L’aggravarsi dello stato infiammatorio e l’incremento della produzione di IL-1 e IL-6 attivano la sintesi epatica di epcidina con l’inibizione sia dell’assorbimento del ferro da parte degli enterociti che del rilascio dello stesso dai macrofagi, incidendo negativamente sull’attività eritropoietica e quindi sull’anemia [15, 16]. La stessa epcidina, sovraespressa, in seguito anche all’alterato stato marziale (sovraccarico o carenza), peggiora lo stato anemico per blocco dell’esportazione del ferro dovuto alla fibrosi dell’eritrone per l’iperincrezione di PTH, alla carenza e/o ridotta mobilitazione del Fe dai depositi e al deficit di folati; infine, il sovraccarico di alluminio, nei pazienti sottoposti a dialisi, al pari dello stato infiammatorio e dell’incremento delle tossine uremiche, rende sempre più inefficace la risposta del midollo, con conseguente apoptosi dei precursori eritroidi. Anche l’utilizzo di farmaci (citotossici, immunosoppressori e ACE-inibitori) può comportare un’iporesponsività alla terapia con ESA. Altra causa da considerare, qualora la risposta midollare al trattamento con ESA sia inefficace, è l’aplasia delle cellule della serie rossa (PRCA): una forma rara e grave di anemia trasfusione-dipendente, che si sviluppa, a causa della comparsa di anticorpi anti EPO, in alcuni individui sotto terapia con rhuEPO. Secondo le linee guida europee [17], si può sospettare l’insorgenza di PRCA se, in un paziente trattato da più di 4 settimane con rhuEPO, si verifica un improvviso declino dell’emoglobina di circa 1 g/dl a settimana, o se sono necessarie trasfusioni di 1–2 unità di RBC per settimana al fine di mantenere stabile il livello di Hb. La PRCA è inoltre caratterizzata dalla riduzione dei reticolociti e dalla presenza di un midollo che, pur presentandosi con fisiologica cellularità, rivela una ridotta percentuale di eritroblasti con valori inferiori al 5% rispetto ai valori di riferimento. Il livello di eritropoietina sierica è elevato e può essere rilevata dalla presenza di anticorpi anti-EPO [17].

Il quadro anemico può complicarsi ulteriormente per diverse condizioni quali procedure chirurgiche, ritenzione di sangue nel circuito dialitico, complicanze emorragiche per gli accessi vascolari alla dialisi, emorragie gastrointestinali, emodiluizione nei pazienti con scarsa compliance alla terapia diuretica e, infine, a causa del deficit di acido folico secondario a malnutrizione.

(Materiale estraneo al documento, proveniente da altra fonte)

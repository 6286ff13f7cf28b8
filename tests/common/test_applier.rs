//! An [`Applier`] driven by the values it is given.
//!
//! Values are UTF-8 commands:
//! - `add:<key>` and `add-indexer:<key>` add the writer `<key>` (base64, as printed by `LogKey`).
//! - `remove:<key>` removes it.
//! - `fork:<key>,<key>,...` replaces the indexers with the listed writers at the indexed System
//!   length.
//! - `join` acknowledges the writer of the node, which is how an optimistic writer is accepted.
//! - `interrupt` halts the base.
//!
//! Anything else is appended verbatim to the `output` view.

use base64::{engine::general_purpose::STANDARD_NO_PAD, Engine};
use causal_base::{
    append_log::AppendLog,
    applier::{ApplyCalls, ApplyError, ApplyNode, Applier},
    local_state::pluggables::KVStore,
    types::data_types::LogKey,
    view::Views,
};

pub(crate) const OUTPUT: &str = "output";

#[derive(Clone, Default)]
pub(crate) struct TestApplier;

impl Applier for TestApplier {
    fn views(&self) -> Vec<String> {
        vec![OUTPUT.to_string()]
    }

    fn apply<K: KVStore, L: AppendLog>(
        &mut self,
        batch: &[ApplyNode],
        views: &mut Views<L>,
        base: &mut ApplyCalls<K, L>,
    ) -> Result<(), ApplyError> {
        for node in batch {
            let command = String::from_utf8_lossy(&node.value).to_string();
            if let Some(key) = command.strip_prefix("add:") {
                base.add_writer(&parse_key(key)?, false)?;
            } else if let Some(key) = command.strip_prefix("add-indexer:") {
                base.add_writer(&parse_key(key)?, true)?;
            } else if let Some(key) = command.strip_prefix("remove:") {
                base.remove_writer(&parse_key(key)?)?;
            } else if let Some(keys) = command.strip_prefix("fork:") {
                let indexers = keys
                    .split(',')
                    .filter(|key| !key.is_empty())
                    .map(parse_key)
                    .collect::<Result<Vec<LogKey>, ApplyError>>()?;
                let length = base.indexed_system_length();
                base.fork(indexers, length)?;
            } else if command == "join" {
                base.ack_writer(&node.from);
            } else if command == "interrupt" {
                base.interrupt("interrupted by test applier");
            } else {
                views.append(OUTPUT, node.value.clone())?;
            }
        }
        Ok(())
    }
}

pub(crate) fn add(key: &LogKey) -> Vec<u8> {
    format!("add:{}", key).into_bytes()
}

pub(crate) fn add_indexer(key: &LogKey) -> Vec<u8> {
    format!("add-indexer:{}", key).into_bytes()
}

pub(crate) fn remove(key: &LogKey) -> Vec<u8> {
    format!("remove:{}", key).into_bytes()
}

pub(crate) fn fork(indexers: &[LogKey]) -> Vec<u8> {
    let keys: Vec<String> = indexers.iter().map(|key| key.to_string()).collect();
    format!("fork:{}", keys.join(",")).into_bytes()
}

fn parse_key(encoded: &str) -> Result<LogKey, ApplyError> {
    let bytes = STANDARD_NO_PAD
        .decode(encoded)
        .map_err(|err| ApplyError::User(err.to_string()))?;
    let bytes: [u8; 32] = bytes
        .try_into()
        .map_err(|_| ApplyError::User(format!("not a log key: {}", encoded)))?;
    Ok(LogKey::new(bytes))
}
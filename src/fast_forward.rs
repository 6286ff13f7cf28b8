/*
    Copyright © 2023, ParallelChain Lab
    Licensed under the Apache License, Version 2.0: http://www.apache.org/licenses/LICENSE-2.0
*/

//! Fast-forward: jumping a lagging base directly to a System that a quorum of indexers signed.
//!
//! A [`FastForward`] checks that a candidate System log is worth adopting (far enough ahead of the
//! local one), and that everything the System at its signed length refers to is available: the
//! last System block, every view at the length the System records for it (and signed at least that
//! far), and the boundary block of every indexer and DAG head. The writer entries of every member,
//! indexer and head as of the signed length are read from the System blocks, so the caller can
//! adopt them without replaying the whole System. Only then does
//! [`upgrade`](FastForward::upgrade) return a [`FastForwardDescriptor`] for the caller to adopt.
//! Any failure, including a timeout, returns `None` and leaves the local state untouched.
//!
//! Waiting for blocks is done by registering a channel with
//! [`AppendLog::on_append`] and waiting on it with a deadline. A [`FastForwardCanceller`] wakes the
//! waiting thread up and makes every pending and future wait fail immediately.

use std::{
    collections::{BTreeMap, BTreeSet},
    sync::{
        atomic::{AtomicBool, Ordering},
        mpsc::{self, Receiver, RecvTimeoutError, Sender},
        Arc,
    },
    time::{Duration, Instant},
};

use crate::{
    append_log::{AppendLog, LogStore},
    system::{
        reader::SystemReader,
        types::{ViewEntry, WriterInfo},
    },
    types::data_types::{Head, LogKey},
};

/// What a successful fast-forward verified, and the caller adopts.
#[derive(Clone, PartialEq, Eq, Debug)]
pub struct FastForwardDescriptor {
    /// Key of the System log.
    pub key: LogKey,
    /// Signed length of the System log.
    pub length: u64,
    pub indexers: Vec<Head>,
    pub views: Vec<ViewEntry>,
    pub heads: Vec<Head>,
    /// Entry of the local writer, if the target records one.
    pub local: Option<WriterInfo>,
    /// Entries of every member, indexer and head writer of the target.
    pub writers: BTreeMap<LogKey, WriterInfo>,
}

pub struct FastForward<S: LogStore> {
    store: S,
    key: LogKey,
    timeout: Duration,
    minimum: u64,
    closed: Arc<AtomicBool>,
    wake_sender: Sender<LogKey>,
    wake: Receiver<LogKey>,
}

/// Cancels a [`FastForward`], possibly from another thread.
#[derive(Clone)]
pub struct FastForwardCanceller {
    closed: Arc<AtomicBool>,
    wake: Sender<LogKey>,
}

impl FastForwardCanceller {
    pub fn cancel(&self) {
        self.closed.store(true, Ordering::SeqCst);
        // Wake the waiting thread up. The key is not looked at.
        let _ = self.wake.send(LogKey::new([0; 32]));
    }
}

impl<S: LogStore> FastForward<S> {
    /// Prepare a fast-forward to the System log `key`. Every wait for a block gives up after
    /// `timeout`; targets less than `minimum` blocks ahead are rejected unless forced.
    pub fn new(store: S, key: LogKey, timeout: Duration, minimum: u64) -> FastForward<S> {
        let (wake_sender, wake) = mpsc::channel();
        FastForward {
            store,
            key,
            timeout,
            minimum,
            closed: Arc::new(AtomicBool::new(false)),
            wake_sender,
            wake,
        }
    }

    pub fn key(&self) -> LogKey {
        self.key
    }

    pub fn canceller(&self) -> FastForwardCanceller {
        FastForwardCanceller {
            closed: self.closed.clone(),
            wake: self.wake_sender.clone(),
        }
    }

    pub fn is_closed(&self) -> bool {
        self.closed.load(Ordering::SeqCst)
    }

    /// Verify the target against a local System of `local_length` blocks with key `local_key`, on
    /// behalf of the writer `local_writer`.
    pub fn upgrade(
        &mut self,
        local_length: u64,
        local_key: &LogKey,
        local_writer: &LogKey,
        force: bool,
    ) -> Option<FastForwardDescriptor> {
        let system = self.open(&self.key.clone());
        let manifest = self.wait_for(&system, |log| log.manifest())?;

        let length = system.signed_length();
        if length == 0 {
            return None;
        }
        if self.key == *local_key && length <= local_length {
            return None;
        }
        if !force && length < local_length + self.minimum {
            log::debug!(
                "Not fast-forwarding to {} at {}: local System is at {}",
                self.key,
                length,
                local_length
            );
            return None;
        }

        for linked in &manifest.linked {
            let log = self.open(linked);
            self.wait_for_block(&log, 0)?;
        }

        self.wait_for_block(&system, length - 1)?;
        let info = {
            let mut reader = SystemReader::new(length, |index| self.wait_for_block(&system, index));
            reader.info().ok()?
        };

        for view in &info.views {
            let log = self.open(&view.key);
            if view.length == 0 {
                continue;
            }
            self.wait_for(&log, |log| (log.signed_length() >= view.length).then_some(()))?;
            self.wait_for_block(&log, view.length - 1)?;
        }

        for head in info.indexers.iter().chain(info.heads.iter()) {
            if head.length == 0 {
                continue;
            }
            let log = self.open(&head.key);
            self.wait_for_block(&log, head.length - 1)?;
        }

        let mut keys: BTreeSet<LogKey> = info.writers.iter().copied().collect();
        keys.extend(info.indexers.iter().chain(info.heads.iter()).map(|head| head.key));
        let mut writers = BTreeMap::new();
        {
            let mut reader = SystemReader::new(length, |index| self.wait_for_block(&system, index));
            for key in keys {
                if let Some(entry) = reader.get(&key).ok()? {
                    writers.insert(key, entry);
                }
            }
        }
        let local = writers.get(local_writer).copied();

        if self.is_closed() {
            return None;
        }
        Some(FastForwardDescriptor {
            key: self.key,
            length,
            indexers: info.indexers,
            views: info.views,
            heads: info.heads,
            local,
            writers,
        })
    }

    fn open(&mut self, key: &LogKey) -> S::Log {
        let log = self.store.open(key);
        log.on_append(self.wake_sender.clone());
        log
    }

    fn wait_for_block(&self, log: &S::Log, index: u64) -> Option<Vec<u8>> {
        self.wait_for(log, |log| log.get(index))
    }

    /// Wait until `check` returns something, the timeout elapses, or the fast-forward is cancelled.
    fn wait_for<T>(&self, log: &S::Log, check: impl Fn(&S::Log) -> Option<T>) -> Option<T> {
        let deadline = Instant::now() + self.timeout;
        loop {
            if self.is_closed() {
                return None;
            }
            if let Some(value) = check(log) {
                return Some(value);
            }
            let remaining = deadline.saturating_duration_since(Instant::now());
            if remaining.is_zero() {
                log::debug!("Timed out waiting for {} during fast-forward", log.key());
                return None;
            }
            match self.wake.recv_timeout(remaining) {
                Ok(_) | Err(RecvTimeoutError::Timeout) => continue,
                Err(RecvTimeoutError::Disconnected) => return None,
            }
        }
    }
}
impl Linearizer {
    /// Create a linearizer that orders the DAG beyond `heads`, with `yielded` giving, per writer, the
    /// length up to which its nodes are already part of the indexed order.
    pub fn new(
        indexers: IndexerSet,
        heads: Vec<Head>,
        yielded: impl IntoIterator<Item = (LogKey, u64)>,
    ) -> Linearizer {
        let yielded: HashMap<LogKey, u64> = yielded.into_iter().collect();
        Linearizer {
            indexers,
            nodes: HashMap::new(),
            latest: yielded.clone(),
            yielded,
            heads,
            tails: BTreeSet::new(),
            tip: Vec::new(),
            updated: false,
        }
    }

    pub fn indexers(&self) -> &IndexerSet {
        &self.indexers
    }

    /// Frontier of the DAG.
    pub fn heads(&self) -> &[Head] {
        &self.heads
    }

    /// Length of the latest node of `writer` that was added (or yielded before this linearizer was
    /// created).
    pub fn latest(&self, writer: &LogKey) -> u64 {
        self.latest.get(writer).copied().unwrap_or(0)
    }

    /// Set the yielded length of a writer the linearizer has not heard of yet.
    pub fn init_writer(&mut self, writer: &LogKey, yielded: u64) {
        if !self.latest.contains_key(writer) {
            self.yielded.insert(*writer, yielded);
            self.latest.insert(*writer, yielded);
        }
    }

    pub fn is_yielded(&self, head: &Head) -> bool {
        head.length <= self.yielded.get(&head.key).copied().unwrap_or(0)
    }

    /// Whether `head` has been added, either as a node in the arena or as a yielded node.
    pub fn contains(&self, head: &Head) -> bool {
        self.is_yielded(head) || self.nodes.contains_key(head)
    }

    pub fn node(&self, head: &Head) -> Option<&Arc<NodeData>> {
        self.nodes.get(head).map(|node| &node.data)
    }

    /// Number of nodes that are waiting to be indexed.
    pub fn pending(&self) -> usize {
        self.nodes.len()
    }

    /// Register the next node of its writer.
    pub fn add_head(&mut self, data: NodeData) -> Result<Head, LinearizerError> {
        let id = data.head();
        let expected = self.latest(&data.writer) + 1;
        if data.length != expected {
            return Err(LinearizerError::Corruption(CorruptionError {
                writer: data.writer,
                length: data.length,
                expected,
            }));
        }

        let mut dependencies = Vec::new();
        let previous = Head::new(data.writer, data.length - 1);
        if previous.length > 0 && !self.is_yielded(&previous) {
            dependencies.push(previous);
        }
        for head in &data.heads {
            if head.length == 0 || head.key == data.writer || self.is_yielded(head) {
                continue;
            }
            if !self.nodes.contains_key(head) {
                return Err(LinearizerError::MissingDependency {
                    node: id,
                    dependency: *head,
                });
            }
            if !dependencies.contains(head) {
                dependencies.push(*head);
            }
        }

        let mut clock = Clock::new();
        for dependency in &dependencies {
            if let Some(node) = self.nodes.get_mut(dependency) {
                clock.merge(&node.clock);
                node.dependents.insert(id);
            }
        }
        clock.set(&data.writer, data.length);

        if dependencies.is_empty() {
            self.tails.insert(id);
        }

        self.heads.retain(|head| {
            head.key != data.writer && !clock.includes(head) && !data.heads.contains(head)
        });
        self.heads.push(id);
        self.heads.sort();

        self.latest.insert(data.writer, data.length);
        self.nodes.insert(
            id,
            Node {
                data: Arc::new(data),
                dependencies,
                dependents: BTreeSet::new(),
                clock,
            },
        );
        self.updated = true;
        Ok(id)
    }

    /// Recompute the order. Returns `None` if no node was added since the last update.
    pub fn update(&mut self) -> Option<LinearizerUpdate> {
        if !self.updated {
            return None;
        }
        self.updated = false;

        let mut indexed = Vec::new();
        while let Some(tail) = self.next_confirmed() {
            self.shift_batch(tail, &mut indexed);
        }

        let tip = self.order_tip();

        let previous: Vec<Head> = self.tip.iter().map(|node| node.head()).collect();
        let next: Vec<Head> = indexed
            .iter()
            .chain(tip.iter())
            .map(|node| node.head())
            .collect();
        let shared = previous
            .iter()
            .zip(next.iter())
            .take_while(|(a, b)| a == b)
            .count();

        let update = LinearizerUpdate {
            shared,
            popped: previous.len() - shared,
            pushed: next.len() - shared,
            length: next.len(),
            indexed,
            tip: tip.clone(),
        };
        self.tip = tip;
        Some(update)
    }

    /// Whether `writer` should append an acknowledgement to help the network confirm nodes.
    ///
    /// True iff `writer` is an indexer, some node that carries a value is waiting to be indexed, and
    /// the writer's latest node does not already cast a majority vote for the next tail in line.
    pub fn should_ack(&self, writer: &LogKey) -> bool {
        if !self.indexers.contains(writer) || self.tails.is_empty() {
            return false;
        }
        if self.nodes.values().all(|node| node.data.value.is_none()) {
            return false;
        }

        let tails: Vec<Head> = self.tails.iter().copied().collect();
        let mut cache = HashMap::new();
        let (best, aggregate) = match self.tally_tails(&tails, &mut cache) {
            Some(result) => result,
            None => return false,
        };
        if aggregate.indexed {
            return false;
        }

        let latest = Head::new(*writer, self.latest(writer));
        if !self.nodes.contains_key(&latest) {
            return true;
        }
        let vote = self.votes_for(latest, &tails, &mut cache);
        !(vote.best == best && vote.tally[best] as usize >= self.majority())
    }

    fn majority(&self) -> usize {
        self.indexers.len() / 2 + 1
    }

    /// The tail that a majority of indexers confirm, if any.
    fn next_confirmed(&self) -> Option<Head> {
        if self.tails.is_empty() {
            return None;
        }
        let tails: Vec<Head> = self.tails.iter().copied().collect();
        let mut cache = HashMap::new();
        match self.tally_tails(&tails, &mut cache) {
            Some((best, aggregate)) if aggregate.indexed => Some(tails[best]),
            _ => None,
        }
    }

    /// Count the indexers' votes for each of `tails`, returning the leading tail.
    fn tally_tails(
        &self,
        tails: &[Head],
        cache: &mut HashMap<Head, Vote>,
    ) -> Option<(usize, Aggregate)> {
        if tails.is_empty() {
            return None;
        }
        let majority = self.majority();
        let mut results = vec![Aggregate::default(); tails.len()];

        for indexer in self.indexers.iter() {
            let head = Head::new(*indexer, self.latest(indexer));
            if !self.nodes.contains_key(&head) {
                continue;
            }
            let vote = self.votes_for(head, tails, cache);
            let result = &mut results[vote.best];
            result.votes += 1;
            if vote.tally[vote.best] as usize >= majority {
                result.majority_votes += 1;
                if result.majority_votes >= majority {
                    result.indexed = true;
                }
            }
        }

        let mut best = 0;
        for i in 1..tails.len() {
            let (r, b) = (&results[i], &results[best]);
            if (r.majority_votes, r.votes) > (b.majority_votes, b.votes)
                || ((r.majority_votes, r.votes) == (b.majority_votes, b.votes)
                    && tails[i].key < tails[best].key)
            {
                best = i;
            }
        }
        Some((best, results[best].clone()))
    }

    /// The votes an indexer node's vote is derived from: its own previous node, and the latest
    /// node of every other indexer in its causal past. Nodes that have left the arena do not vote.
    fn voters(&self, node: &Node) -> (Option<Head>, Vec<Head>) {
        let writer = node.data.writer;
        let previous = Head::new(writer, node.data.length - 1);
        let previous = if self.nodes.contains_key(&previous) {
            Some(previous)
        } else {
            None
        };
        let others = self
            .indexers
            .iter()
            .filter(|indexer| **indexer != writer)
            .map(|indexer| Head::new(*indexer, node.clock.get(indexer)))
            .filter(|head| head.length > 0 && self.nodes.contains_key(head))
            .collect();
        (previous, others)
    }

    /// Compute the vote of the indexer node `start`, memoizing the votes of every node visited in
    /// `cache`.
    ///
    /// A node's tally counts one vote per indexer: the votes of the other indexers' latest nodes it
    /// links, plus its own. Once a node's tally reaches a majority, the writer's later nodes keep
    /// that vote.
    fn votes_for(&self, start: Head, tails: &[Head], cache: &mut HashMap<Head, Vote>) -> Vote {
        let majority = self.majority();
        let mut stack = vec![(start, false)];
        while let Some((id, expanded)) = stack.pop() {
            if cache.contains_key(&id) {
                continue;
            }

            let mut tally = vec![0u32; tails.len()];
            if let Some(i) = tails.iter().position(|tail| *tail == id) {
                tally[i] = 1;
                cache.insert(id, Vote { best: i, tally });
                continue;
            }

            let node = match self.nodes.get(&id) {
                Some(node) => node,
                None => {
                    cache.insert(id, Vote { best: 0, tally });
                    continue;
                }
            };
            let (previous, others) = self.voters(node);

            if !expanded {
                stack.push((id, true));
                for voter in previous.iter().chain(others.iter()) {
                    if !cache.contains_key(voter) {
                        stack.push((*voter, false));
                    }
                }
                continue;
            }

            let previous = previous.and_then(|head| cache.get(&head).cloned());
            if let Some(vote) = &previous {
                if vote.tally[vote.best] as usize >= majority {
                    cache.insert(id, vote.clone());
                    continue;
                }
            }

            for other in &others {
                if let Some(vote) = cache.get(other) {
                    tally[vote.best] += 1;
                }
            }
            let mut preference = tally.clone();
            if let Some(vote) = &previous {
                preference[vote.best] += 1;
            }

            let best = if preference.iter().all(|count| *count == 0) {
                // Nothing to follow: the first tail in the node's causal past.
                tails
                    .iter()
                    .position(|tail| node.clock.includes(tail))
                    .unwrap_or(0)
            } else {
                let mut best = 0;
                for i in 1..tails.len() {
                    if preference[i] > preference[best]
                        || (preference[i] == preference[best] && tails[i].key < tails[best].key)
                    {
                        best = i;
                    }
                }
                best
            };
            tally[best] += 1;
            cache.insert(id, Vote { best, tally });
        }

        cache.get(&start).cloned().unwrap_or(Vote {
            best: 0,
            tally: vec![0; tails.len()],
        })
    }

    /// Yield `tail`, and the rest of its batch, into `indexed`.
    fn shift_batch(&mut self, tail: Head, indexed: &mut Vec<Arc<NodeData>>) {
        let mut next = Some(tail);
        while let Some(id) = next.take() {
            let node = match self.nodes.remove(&id) {
                Some(node) => node,
                None => return,
            };
            self.tails.remove(&id);
            self.yielded.insert(id.key, id.length);

            for dependent in &node.dependents {
                let ready = self
                    .nodes
                    .get(dependent)
                    .map(|d| d.dependencies.iter().all(|dep| self.is_yielded(dep)))
                    .unwrap_or(false);
                if ready {
                    self.tails.insert(*dependent);
                }
            }

            if node.data.batch > 1 {
                next = Some(Head::new(id.key, id.length + 1));
            }
            indexed.push(node.data);
        }
    }

    /// Order every node still in the arena.
    fn order_tip(&self) -> Vec<Arc<NodeData>> {
        // Weight of every head that is still in the arena.
        let weights: Vec<(&Clock, u64)> = self
            .heads
            .iter()
            .filter_map(|head| self.nodes.get(head))
            .map(|node| {
                let weight = node
                    .clock
                    .iter()
                    .map(|(writer, length)| {
                        length.saturating_sub(self.yielded.get(writer).copied().unwrap_or(0))
                    })
                    .sum();
                (&node.clock, weight)
            })
            .collect();
        let weight_of = |tail: &Head| {
            weights
                .iter()
                .filter(|(clock, _)| clock.includes(tail))
                .map(|(_, weight)| *weight)
                .max()
                .unwrap_or(0)
        };

        let mut order: Vec<Arc<NodeData>> = Vec::with_capacity(self.nodes.len());
        let mut done: BTreeSet<Head> = BTreeSet::new();
        let mut tails = self.tails.clone();

        while let Some(first) = tails
            .iter()
            .copied()
            .max_by(|a, b| weight_of(a).cmp(&weight_of(b)).then(b.key.cmp(&a.key)))
        {
            let mut next = Some(first);
            while let Some(id) = next.take() {
                tails.remove(&id);
                let node = match self.nodes.get(&id) {
                    Some(node) => node,
                    None => break,
                };
                done.insert(id);
                order.push(node.data.clone());

                for dependent in &node.dependents {
                    let ready = self
                        .nodes
                        .get(dependent)
                        .map(|d| {
                            d.dependencies
                                .iter()
                                .all(|dep| self.is_yielded(dep) || done.contains(dep))
                        })
                        .unwrap_or(false);
                    if ready {
                        tails.insert(*dependent);
                    }
                }

                if node.data.batch > 1 {
                    next = Some(Head::new(id.key, id.length + 1));
                }
            }
        }

        order
    }
}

Da quanto evidenziato, la variabilità di dati e fattori che gravitano intorno alla complicanza “anemia” nelle MRC ha indotto tre importanti Organizzazioni Scientifiche Internazionali, la Kidney Disease Improving Global Outcome (KDIGO) [18] nel 2012, le European Best Practice Guidelines (ERBP) [19] nel 2013 e il National Institute for Clinical Excellence (NICE) [20] nel 2015 a effettuare una completa revisione delle definizioni e dei protocolli diagnostico-terapeutici inerenti tale problematica (Tab. 2) [21].

Tabella 2 Le diverse definizioni di anemia tra le linee Guida: Kidney Disease Improving Global Outcome (KDIGO) 2012 [18], European Best Practice Guidelines (ERBP) [19] 2013, National Institute for Clinical Excellence (NICE) 2015 [20] (modificata da [21])

Linee guida e raccomandazioni: differenze di definizioni e protocolli per anemia nella MRC

La proposta formulata nel 2012 [18] dalla KDIGO si basa sulla definizione di anemia fornita dall’OMS [6] e prende in considerazione la variabilità inter-razziale del livello di emoglobina.

L’etnia caucasica, per esempio, presenta un valore di Hb che è di 1–2 g/dl superiore rispetto al valore di Hb presente nell’etnia afro-americana [13]. Differenze simili sono state riscontrate tra le donne americane e asiatiche. Secondo la banca dati Scripp–Kaiser, considerando etnia ed età, il limite inferiore di normalità si attesta su valori di Hb di 13,7 g/dl per gli uomini caucasici di età compresa tra i 20 e i 60 anni e di 13,2 g/dl per gli uomini anziani. Per le donne di tutte le età, il limite di normalità di Hb è di 12,2 g/dl [15].

Le raccomandazioni espresse dalle linee guida ERBP (nel 2013) [19] mirano, invece, date le differenze razziali sopracitate, ad adattare i criteri classificativi dell’anemia, enunciati dalle linee guida KDIGO, alla sola popolazione europea.

Nel 2015, diversamente, il NICE [20] definisce l’anemia nei pazienti affetti da MRC solo in base alle fasce di età: adulti o bambini ≥2 anni con valori di Hb ≤11 g/dl e bambini <2 anni di età con valori di Hb ≤10,5 g/dl.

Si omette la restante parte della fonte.